Il Partito Democratico ricorda inoltre che, sul finanziamento della Legge 6, il Consiglio regionale aveva già approvato all’unanimità un ordine del giorno presentato da La Penna, impegnando la Giunta a finanziare il fondo destinato alla riqualificazione delle aree individuate dalla normativa.
«Per questo oggi non possiamo limitarci a registrare il dato. Dobbiamo dire con chiarezza chi ha scelto di ridurre le risorse e cosa questo significa per Aprilia.

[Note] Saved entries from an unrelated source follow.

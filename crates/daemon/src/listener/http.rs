// SPDX-License-Identifier: BUSL-1.1
// Copyright (c) 2026 Alfred Jean LLC

//! Minimal HTTP surface for workload reports.
//!
//! The boot script only has `curl`, so heartbeats and instruction pulls
//! arrive as plain HTTP on the daemon's TCP port:
//!
//!   POST /heartbeat      {"agent_id": ..., "status": ..., "message": ...}
//!   GET  /instructions?id=<agent_id>
//!
//! Authentication is the bearer token (the `fleet-auth-token` credential
//! value, which the boot script reads from its injection slot). This is
//! deliberately not a web server: one request per connection, no
//! keep-alive, bounded head and body sizes.

use fleet_core::{AgentId, Clock, HeartbeatStatus, OrchestratorError};
use fleet_provider::Provider;
use serde::Deserialize;
use tokio::io::{AsyncRead, AsyncReadExt, AsyncWrite, AsyncWriteExt};
use tracing::{debug, warn};

use super::{ConnectionError, ListenCtx};

/// Bounds on hostile input: curl requests are a few hundred bytes.
const MAX_HEAD_BYTES: usize = 8 * 1024;
const MAX_BODY_BYTES: usize = 64 * 1024;

pub(crate) fn is_http_prefix(prefix: &[u8; 4]) -> bool {
    prefix == b"POST" || prefix == b"GET "
}

/// One parsed request.
#[derive(Debug, PartialEq, Eq)]
pub(crate) struct HttpHead {
    pub method: String,
    pub path: String,
    pub bearer: Option<String>,
    pub content_length: usize,
}

#[derive(Debug, Deserialize)]
struct HeartbeatBody {
    agent_id: AgentId,
    status: HeartbeatStatus,
    #[serde(default)]
    message: Option<String>,
}

pub(crate) async fn handle<R, W, P, C>(
    prefix: [u8; 4],
    mut reader: R,
    mut writer: W,
    ctx: &ListenCtx<P, C>,
) -> Result<(), ConnectionError>
where
    R: AsyncRead + Unpin + Send,
    W: AsyncWrite + Unpin + Send,
    P: Provider,
    C: Clock,
{
    let (head, body) = match read_request(prefix, &mut reader).await {
        Ok(parsed) => parsed,
        Err(e) => {
            debug!(error = %e, "malformed http request");
            respond(&mut writer, 400, "Bad Request", r#"{"error":"malformed request"}"#).await?;
            return Ok(());
        }
    };

    if let Some(expected) = &ctx.auth_token {
        if head.bearer.as_deref() != Some(expected.as_str()) {
            warn!(path = %head.path, "rejected http request with bad bearer token");
            respond(&mut writer, 401, "Unauthorized", r#"{"error":"unauthorized"}"#).await?;
            return Ok(());
        }
    }

    match (head.method.as_str(), head.path.split('?').next().unwrap_or("")) {
        ("POST", "/heartbeat") => {
            let parsed: HeartbeatBody = match serde_json::from_slice(&body) {
                Ok(parsed) => parsed,
                Err(e) => {
                    debug!(error = %e, "unparseable heartbeat body");
                    respond(&mut writer, 400, "Bad Request", r#"{"error":"invalid body"}"#)
                        .await?;
                    return Ok(());
                }
            };
            // The boot script sends "" when it has no message.
            let message = parsed.message.filter(|m| !m.is_empty());
            match ctx.orchestrator.heartbeat(&parsed.agent_id, parsed.status, message).await {
                Ok(()) => respond(&mut writer, 200, "OK", r#"{"ok":true}"#).await?,
                Err(e) => respond_error(&mut writer, &e).await?,
            }
        }
        ("GET", "/instructions") => {
            let Some(id) = query_param(&head.path, "id") else {
                respond(&mut writer, 400, "Bad Request", r#"{"error":"missing id"}"#).await?;
                return Ok(());
            };
            match ctx.orchestrator.pull_instructions(&AgentId::from_string(id)).await {
                Ok(instructions) => {
                    let body = serde_json::to_string(&instructions)
                        .unwrap_or_else(|_| "[]".to_string());
                    respond(&mut writer, 200, "OK", &body).await?;
                }
                Err(e) => respond_error(&mut writer, &e).await?,
            }
        }
        _ => respond(&mut writer, 404, "Not Found", r#"{"error":"no such route"}"#).await?,
    }
    Ok(())
}

/// Read head (through the blank line) and body, starting after the
/// already-consumed 4-byte prefix.
async fn read_request<R: AsyncRead + Unpin>(
    prefix: [u8; 4],
    reader: &mut R,
) -> Result<(HttpHead, Vec<u8>), std::io::Error> {
    let mut buf: Vec<u8> = prefix.to_vec();
    let head_end = loop {
        if let Some(pos) = find_head_end(&buf) {
            break pos;
        }
        if buf.len() > MAX_HEAD_BYTES {
            return Err(std::io::Error::new(std::io::ErrorKind::InvalidData, "head too large"));
        }
        let mut chunk = [0u8; 1024];
        let n = reader.read(&mut chunk).await?;
        if n == 0 {
            return Err(std::io::Error::new(
                std::io::ErrorKind::UnexpectedEof,
                "connection closed mid-head",
            ));
        }
        buf.extend_from_slice(&chunk[..n]);
    };

    let head_text = String::from_utf8_lossy(&buf[..head_end]).into_owned();
    let head = parse_head(&head_text)
        .ok_or_else(|| std::io::Error::new(std::io::ErrorKind::InvalidData, "bad request line"))?;
    if head.content_length > MAX_BODY_BYTES {
        return Err(std::io::Error::new(std::io::ErrorKind::InvalidData, "body too large"));
    }

    let mut body: Vec<u8> = buf[head_end + 4..].to_vec();
    while body.len() < head.content_length {
        let mut chunk = vec![0u8; head.content_length - body.len()];
        let n = reader.read(&mut chunk).await?;
        if n == 0 {
            return Err(std::io::Error::new(
                std::io::ErrorKind::UnexpectedEof,
                "connection closed mid-body",
            ));
        }
        body.extend_from_slice(&chunk[..n]);
    }
    body.truncate(head.content_length);
    Ok((head, body))
}

fn find_head_end(buf: &[u8]) -> Option<usize> {
    buf.windows(4).position(|w| w == b"\r\n\r\n")
}

/// Parse the request line and the headers the routes care about.
pub(crate) fn parse_head(head: &str) -> Option<HttpHead> {
    let mut lines = head.lines();
    let request_line = lines.next()?;
    let mut parts = request_line.split_whitespace();
    let method = parts.next()?.to_string();
    let path = parts.next()?.to_string();

    let mut bearer = None;
    let mut content_length = 0usize;
    for line in lines {
        let Some((name, value)) = line.split_once(':') else { continue };
        let value = value.trim();
        if name.eq_ignore_ascii_case("authorization") {
            bearer = value.strip_prefix("Bearer ").map(str::to_string);
        } else if name.eq_ignore_ascii_case("content-length") {
            content_length = value.parse().ok()?;
        }
    }
    Some(HttpHead { method, path, bearer, content_length })
}

/// `?name=value` lookup; values are plain ids, no percent-decoding needed.
pub(crate) fn query_param<'a>(path: &'a str, name: &str) -> Option<&'a str> {
    let (_, query) = path.split_once('?')?;
    query.split('&').find_map(|pair| {
        let (k, v) = pair.split_once('=')?;
        (k == name).then_some(v)
    })
}

async fn respond<W: AsyncWrite + Unpin>(
    writer: &mut W,
    status: u16,
    reason: &str,
    body: &str,
) -> Result<(), ConnectionError> {
    let response = format!(
        "HTTP/1.1 {status} {reason}\r\nContent-Type: application/json\r\nContent-Length: {}\r\nConnection: close\r\n\r\n{body}",
        body.len(),
    );
    writer.write_all(response.as_bytes()).await?;
    writer.flush().await?;
    Ok(())
}

async fn respond_error<W: AsyncWrite + Unpin>(
    writer: &mut W,
    err: &OrchestratorError,
) -> Result<(), ConnectionError> {
    let (status, reason) = match err {
        OrchestratorError::NotFound(_) => (404, "Not Found"),
        OrchestratorError::Conflict(_) => (409, "Conflict"),
        _ => (502, "Bad Gateway"),
    };
    let body = format!(
        r#"{{"error":{},"kind":"{}"}}"#,
        serde_json::to_string(&err.to_string()).unwrap_or_else(|_| "\"error\"".to_string()),
        err.kind(),
    );
    respond(writer, status, reason, &body).await
}

#[cfg(test)]
#[path = "http_tests.rs"]
mod tests;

La filiera di governo che avrebbe dovuto portare più attenzione e più risorse alla nostra città si sta dimostrando, ancora una volta, una promessa mancata», prosegue Zingaretti.
Il Pd annuncia infine l’intenzione di continuare a chiedere il rifinanziamento della misura e una programmazione pluriennale.
«Noi continueremo a batterci perché la Legge 6 torni ad avere finanziamenti adeguati e una programmazione pluriennale, oltre che a lavorare a nuovi strumenti di supporto e finanziamento per le borgate», concludono La Penna e Zingaretti. «Non accettiamo che le periferie di Aprilia vengano considerate ancora una volta territori di serie B. Dopo anni di attesa, passare da 2,8 milioni a circa 500 mila euro non è un risultato da rivendicare: è un arretramento che il centrodestra regionale deve spiegare ai cittadini di Aprilia».